As described earlier, the nurse immunisation clinic can be merged with the baby clinic such that after the child has had their six-eight week baby check they are offered their immunisations immediately afterwards by the nurse. This helps reduce unnecessary delay or exposure to the parent and child.

Performing a condensed face-to-face baby examination


  • Inspect the baby as normal at first glance


  • Check the skin for rashes and colour, tone when baby held my parent, hands and feet for digit appearance/ number, talipes (cyanosis or severe respiratory distress may be signs of congestive heart failure consider urgent admission)


  • Inspect eyes, gaze and eye movements, does the  light reflect symmetrically in each eye,inspect pupils. Elicit red reflex and inspect for congenital cataracts 


  • Palpate fontanelles, check head shape, parents may be increasingly anxious about cradle cap


  • Check palate with your gloved finger, can also inspect for tongue tie if patients are worried or there is a feeding history


  • Listen to heart sounds for murmurs and palpate femoral pulses 


  • Palpate abdomen looking for umbilical or inguinal hernias, check for organomegaly
  • Palpate testes and inspect external genitalia


  • Examine hips – examining thigh creases, leg position and length and perform Ortolani’s and Barlow’s tests. 
  • For the Barlow’s test, grasp the child’s thigh near the hip. Flex at 90 degrees and apply gentle pressure downwards. Listen for a clunk suggestive of a dislocatable hip.
  • Next for the Ortalani’s test, abduct the hip and apply gentle pressure to relocate the hips back into the acetabulum. If the hip joint relocates then a ‘click’ or ‘clunk’ can be heard and felt. 
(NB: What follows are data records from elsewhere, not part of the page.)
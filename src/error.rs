use std::fmt;

use serde::Serialize;

/// Faults raised by an inference capability for a single call.
#[derive(Debug, thiserror::Error)]
pub enum InferenceError {
    /// The call did not finish in time.
    #[error("request timed out: {0}")]
    Timeout(String),

    /// The server could not be reached or the connection dropped.
    #[error("connection failed: {0}")]
    Connection(String),

    /// The server answered, but not with something we understand.
    #[error("unexpected response: {0}")]
    Protocol(String),

    #[error("{0}")]
    Unknown(String),
}

impl InferenceError {
    pub fn kind(&self) -> FailureKind {
        match self {
            InferenceError::Timeout(_) => FailureKind::Timeout,
            InferenceError::Connection(_) => FailureKind::Connection,
            InferenceError::Protocol(_) => FailureKind::Protocol,
            InferenceError::Unknown(_) => FailureKind::Unknown,
        }
    }
}

impl From<reqwest::Error> for InferenceError {
    fn from(err: reqwest::Error) -> Self {
        let message = err.to_string();
        // A connect timeout reports both; it is a connection fault.
        if err.is_connect() {
            InferenceError::Connection(message)
        } else if err.is_timeout() {
            InferenceError::Timeout(message)
        } else if err.is_decode() || err.is_body() || err.is_status() {
            InferenceError::Protocol(message)
        } else {
            InferenceError::Unknown(message)
        }
    }
}

impl From<serde_json::Error> for InferenceError {
    fn from(err: serde_json::Error) -> Self {
        InferenceError::Protocol(err.to_string())
    }
}

#[derive(Clone, Copy, Debug, PartialEq, Eq, Hash, PartialOrd, Ord, Serialize)]
#[serde(rename_all = "lowercase")]
pub enum FailureKind {
    Timeout,
    Connection,
    Protocol,
    Unknown,
}

impl fmt::Display for FailureKind {
    fn fmt(&self, f: &mut fmt::Formatter<'_>) -> fmt::Result {
        let name = match self {
            FailureKind::Timeout => "timeout",
            FailureKind::Connection => "connection",
            FailureKind::Protocol => "protocol",
            FailureKind::Unknown => "unknown",
        };
        f.write_str(name)
    }
}

/// A classified task failure, fixed at the point it happened.
#[derive(Clone, Debug, PartialEq, Serialize)]
pub struct FailureInfo {
    pub kind: FailureKind,
    pub message: String,
    pub model: String,
    pub prompt: String,
}

impl FailureInfo {
    pub fn from_error(err: &InferenceError, model: &str, prompt: &str) -> Self {
        Self {
            kind: err.kind(),
            message: err.to_string(),
            model: model.to_string(),
            prompt: prompt.to_string(),
        }
    }
}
  • Check spine and anus – particularly for dimpling, sinuses or birth barks that may mask or indicate possible spina bifida 

Weight and head circumference

  • It may be easier to plot these directly into the EMIS system rather than the red book, as this can be time consuming and will lead to more exposure with the patient. If there has been any concerns it may be more appropriate to plot in the red book to be able to see trends. GP computer systems also permit the printing and emailing of growth charts and centiles should parents request this. 
  • It may also be more efficient to document the examination directly on to EMIS as most practices will have an electronic proforma making the check easier to document.
  • Should abnormalities be found a further phone consult will be offered to discuss these in detail maintaining reduced exposure between clinician and parent.                

Things to consider for maternal mental health and safeguarding

It is important to consider maternal mental health. This is an increasingly difficult time for all mothers, due to likely reduced social support due to shielding of older relatives / grandparents and the extended lockdown period.
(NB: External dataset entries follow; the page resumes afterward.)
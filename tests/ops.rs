mod common;

use common::MemoryS3;
use s3manager_lib::error::{ErrorKind, ManagerError};
use s3manager_lib::s3::ops::{self, Reporter, SilentReporter};
use s3manager_lib::s3::{CreateOutcome, VersioningStatus};
use s3manager_lib::settings::WaitPolicy;
use s3manager_lib::worker::LogLevel;

#[derive(Default)]
struct Recorder {
    progress: Vec<(u8, String)>,
    logs: Vec<(LogLevel, String)>,
}

impl Reporter for Recorder {
    fn progress(&mut self, percent: u8, message: String) {
        self.progress.push((percent, message));
    }

    fn log(&mut self, level: LogLevel, message: String) {
        self.logs.push((level, message));
    }
}

#[tokio::test]
async fn suspended_versioning_still_removes_old_versions() {
    let backend = MemoryS3::new();
    backend.add_bucket("legacy", "us-east-1");
    backend.set_versioning("legacy", VersioningStatus::Enabled);
    backend.put("legacy", "report.csv", b"v1");
    backend.put("legacy", "report.csv", b"v2");
    backend.set_versioning("legacy", VersioningStatus::Suspended);

    let mut recorder = Recorder::default();
    let stats = ops::delete_bucket(backend.as_ref(), "legacy", &mut recorder)
        .await
        .unwrap();
    assert!(stats.versioned);
    assert_eq!(stats.removed, 2);
    assert!(!backend.has_bucket("legacy"));
    assert!(recorder
        .logs
        .iter()
        .any(|(_, message)| message.contains("Versioning is Suspended")));
}

#[tokio::test]
async fn bucket_that_never_appears_times_out() {
    let backend = MemoryS3::new();
    backend.hide_new_buckets_for(10);

    let err = ops::create_bucket(
        backend.as_ref(),
        "slow-bucket",
        "us-east-1",
        WaitPolicy::immediate(3),
        &mut SilentReporter,
    )
    .await
    .unwrap_err();
    assert_eq!(err.kind(), ErrorKind::Unexpected);
    assert_eq!(backend.count_calls("head_bucket"), 3);
}

#[tokio::test]
async fn already_owned_bucket_skips_the_wait() {
    let backend = MemoryS3::new();
    backend.add_bucket("mine", "us-east-1");

    let outcome = ops::create_bucket(
        backend.as_ref(),
        "mine",
        "us-east-1",
        WaitPolicy::immediate(3),
        &mut SilentReporter,
    )
    .await
    .unwrap();
    assert_eq!(
        outcome,
        CreateOutcome::AlreadyOwned {
            region: "us-east-1".into()
        }
    );
    assert_eq!(backend.count_calls("head_bucket"), 0);
}

#[tokio::test]
async fn invalid_names_never_reach_the_provider() {
    let backend = MemoryS3::new();
    let err = ops::create_bucket(
        backend.as_ref(),
        "xy",
        "us-east-1",
        WaitPolicy::immediate(1),
        &mut SilentReporter,
    )
    .await
    .unwrap_err();
    assert!(matches!(err, ManagerError::InvalidBucketName { .. }));
    assert!(backend.calls().is_empty());
}

#[tokio::test]
async fn download_refuses_keys_that_escape_the_destination() {
    let backend = MemoryS3::new();
    backend.add_bucket("media", "us-east-1");
    backend.put("media", "ok.txt", b"fine");
    backend.put("media", "../escape.txt", b"nope");
    let dir = tempfile::tempdir().unwrap();
    let destination = dir.path().join("out");

    let mut recorder = Recorder::default();
    let err = ops::download_objects(
        backend.as_ref(),
        "media",
        &["ok.txt".to_string(), "../escape.txt".to_string()],
        &destination,
        &mut recorder,
    )
    .await
    .unwrap_err();

    match err {
        ManagerError::BatchItem {
            position,
            total,
            source,
            ..
        } => {
            assert_eq!((position, total), (2, 2));
            assert_eq!(source.kind(), ErrorKind::InvalidInput);
        }
        other => panic!("unexpected error {other:?}"),
    }
    assert!(destination.join("ok.txt").exists());
    assert!(!dir.path().join("escape.txt").exists());
    assert_eq!(
        recorder.progress.iter().map(|(p, _)| *p).collect::<Vec<_>>(),
        vec![0, 50]
    );
}

#[tokio::test]
async fn listing_follows_continuation_tokens() {
    let backend = MemoryS3::new();
    backend.add_bucket("many", "us-east-1");
    for index in 0..7 {
        backend.put("many", &format!("file-{index}"), b"x");
    }
    let objects = ops::list_objects(backend.as_ref(), "many").await.unwrap();
    assert_eq!(objects.len(), 7);
    assert_eq!(objects[0].key, "file-0");
    assert_eq!(backend.count_calls("list_objects"), 4);
}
This is particularly difficult for first time parents as it can isolate parents from close relatives and other parents who would have had the knowledge and experience to provide support and guidance. Therefore, during the check it is essential to ask about maternal mental health, even probe into issues such as domestic violence as appropriate to be able to intervene as early as possible.

It may be appropriate to ask how the new mother is coping. Useful questions such as

  • Is this first baby?
  • Was delivery traumatic?
  • How has your mood been since delivery?
  • Who else is at home?
  • Is there a partner and if so are they supportive?
  • How many other children are at home, particularly those under 5? 
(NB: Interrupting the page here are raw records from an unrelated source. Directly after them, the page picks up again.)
use std::collections::HashMap;
use std::sync::Mutex;

use keyring::Entry;

pub const KEYCHAIN_SERVICE: &str = "S3Manager";
pub const ACCESS_KEY_ACCOUNT: &str = "AWS_ACCESS_KEY_ID";
pub const SECRET_KEY_ACCOUNT: &str = "AWS_SECRET_ACCESS_KEY";

pub trait SecretStore: Send + Sync {
    fn get(&self, account: &str) -> Result<Option<String>, String>;
    fn set(&self, account: &str, secret: &str) -> Result<(), String>;
    fn delete(&self, account: &str) -> Result<bool, String>;
}

pub struct KeyringStore {
    service: String,
}

impl KeyringStore {
    pub fn new(service: impl Into<String>) -> Self {
        Self {
            service: service.into(),
        }
    }

    fn entry(&self, account: &str) -> Result<Entry, String> {
        Entry::new(&self.service, account).map_err(|err| format!("OS keychain unavailable: {err}"))
    }
}

impl Default for KeyringStore {
    fn default() -> Self {
        Self::new(KEYCHAIN_SERVICE)
    }
}

impl SecretStore for KeyringStore {
    fn get(&self, account: &str) -> Result<Option<String>, String> {
        match self.entry(account)?.get_password() {
            Ok(secret) => Ok(Some(secret)),
            Err(keyring::Error::NoEntry) => Ok(None),
            Err(err) => Err(format!("OS keychain read failed: {err}")),
        }
    }

    fn set(&self, account: &str, secret: &str) -> Result<(), String> {
        self.entry(account)?
            .set_password(secret)
            .map_err(|err| format!("Failed to save {account} in OS keychain: {err}"))
    }

    fn delete(&self, account: &str) -> Result<bool, String> {
        match self.entry(account)?.delete_credential() {
            Ok(()) => Ok(true),
            Err(keyring::Error::NoEntry) => Ok(false),
            Err(err) => Err(format!("Failed to clear OS keychain entry {account}: {err}")),
        }
    }
}

#[derive(Default)]
pub struct MemoryStore {
    entries: Mutex<HashMap<String, String>>,
    fail_writes: bool,
}

impl MemoryStore {
    pub fn failing() -> Self {
        Self {
            entries: Mutex::default(),
            fail_writes: true,
        }
    }

    fn entries(&self) -> Result<std::sync::MutexGuard<'_, HashMap<String, String>>, String> {
        self.entries
            .lock()
            .map_err(|_| "Secret store lock poisoned".to_string())
    }
}

impl SecretStore for MemoryStore {
    fn get(&self, account: &str) -> Result<Option<String>, String> {
        Ok(self.entries()?.get(account).cloned())
    }

    fn set(&self, account: &str, secret: &str) -> Result<(), String> {
        if self.fail_writes {
            return Err(format!("Secret store rejected {account}"));
        }
        self.entries()?
            .insert(account.to_string(), secret.to_string());
        Ok(())
    }

    fn delete(&self, account: &str) -> Result<bool, String> {
        Ok(self.entries()?.remove(account).is_some())
    }
}
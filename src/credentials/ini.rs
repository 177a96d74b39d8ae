//! Minimal reader/editor for the `~/.aws/credentials` INI layout.
//!
//! Only the lines of the edited section change; other profiles, comments and
//! ordering survive a rewrite.

use std::collections::HashMap;

#[derive(Debug, Default)]
struct Block {
    name: Option<String>,
    header: Option<String>,
    lines: Vec<String>,
}

fn section_name(line: &str) -> Option<String> {
    let trimmed = line.trim();
    trimmed
        .strip_prefix('[')
        .and_then(|rest| rest.strip_suffix(']'))
        .map(|name| name.trim().to_string())
}

fn key_value(line: &str) -> Option<(String, String)> {
    let trimmed = line.trim();
    if trimmed.is_empty() || trimmed.starts_with('#') || trimmed.starts_with(';') {
        return None;
    }
    let (key, value) = trimmed.split_once('=')?;
    Some((key.trim().to_string(), value.trim().to_string()))
}

fn parse(content: &str) -> Vec<Block> {
    let mut blocks = vec![Block::default()];
    for line in content.lines() {
        if let Some(name) = section_name(line) {
            blocks.push(Block {
                name: Some(name),
                header: Some(line.to_string()),
                lines: Vec::new(),
            });
        } else if let Some(block) = blocks.last_mut() {
            block.lines.push(line.to_string());
        }
    }
    blocks
}

fn render(blocks: &[Block]) -> String {
    let mut out = Vec::new();
    for block in blocks {
        if let Some(header) = &block.header {
            out.push(header.clone());
        }
        out.extend(block.lines.iter().cloned());
    }
    while out.last().is_some_and(|line| line.trim().is_empty()) {
        out.pop();
    }
    if out.is_empty() {
        return String::new();
    }
    let mut text = out.join("\n");
    text.push('\n');
    text
}

pub fn read_section(content: &str, section: &str) -> HashMap<String, String> {
    parse(content)
        .into_iter()
        .filter(|block| block.name.as_deref() == Some(section))
        .flat_map(|block| block.lines.into_iter().filter_map(|line| key_value(&line)))
        .collect()
}

pub fn upsert_section(content: &str, section: &str, values: &[(&str, &str)]) -> String {
    let mut blocks = parse(content);
    let index = match blocks
        .iter()
        .position(|block| block.name.as_deref() == Some(section))
    {
        Some(index) => index,
        None => {
            if let Some(last) = blocks.last_mut() {
                if last.lines.last().is_some_and(|line| !line.trim().is_empty()) {
                    last.lines.push(String::new());
                }
            }
            blocks.push(Block {
                name: Some(section.to_string()),
                header: Some(format!("[{section}]")),
                lines: Vec::new(),
            });
            blocks.len() - 1
        }
    };

    let block = &mut blocks[index];
    let mut missing: Vec<&(&str, &str)> = Vec::new();
    for pair in values {
        let (key, value) = pair;
        let existing = block
            .lines
            .iter()
            .position(|line| key_value(line).is_some_and(|(k, _)| k == *key));
        match existing {
            Some(position) => block.lines[position] = format!("{key} = {value}"),
            None => missing.push(pair),
        }
    }

    if !missing.is_empty() {
        // insert after the last key line so trailing blank lines stay between sections
        let insert_at = block
            .lines
            .iter()
            .rposition(|line| key_value(line).is_some())
            .map(|position| position + 1)
            .unwrap_or(0);
        for (offset, (key, value)) in missing.into_iter().enumerate() {
            block
                .lines
                .insert(insert_at + offset, format!("{key} = {value}"));
        }
    }

    render(&blocks)
}

pub fn remove_keys(content: &str, section: &str, keys: &[&str]) -> String {
    let mut blocks = parse(content);
    for block in blocks
        .iter_mut()
        .filter(|block| block.name.as_deref() == Some(section))
    {
        block.lines.retain(|line| {
            key_value(line).map_or(true, |(key, _)| !keys.contains(&key.as_str()))
        });
    }
    blocks.retain(|block| {
        block.name.as_deref() != Some(section) || block.lines.iter().any(|line| key_value(line).is_some())
    });
    render(&blocks)
}

pub fn has_entries(content: &str) -> bool {
    content.lines().any(|line| key_value(line).is_some())
}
In cases where there are high risk safeguarding concerns or mental health concerns, open telephone or face-to-face reviews may be necessary, to allow mothers to disclose concerns in person and to make a full assessment. 

During these difficult times,  it is paramount to be more thorough and illicit possible children safeguarding concerns due to reduced face-to-face contact.

It is important to monitor child protection alerts and check if other children in the house have ever been under the child protection register. Are the parents known to services or have a criminal history? Is there drug or alcohol misuse in the household? Has there been previous domestic violence?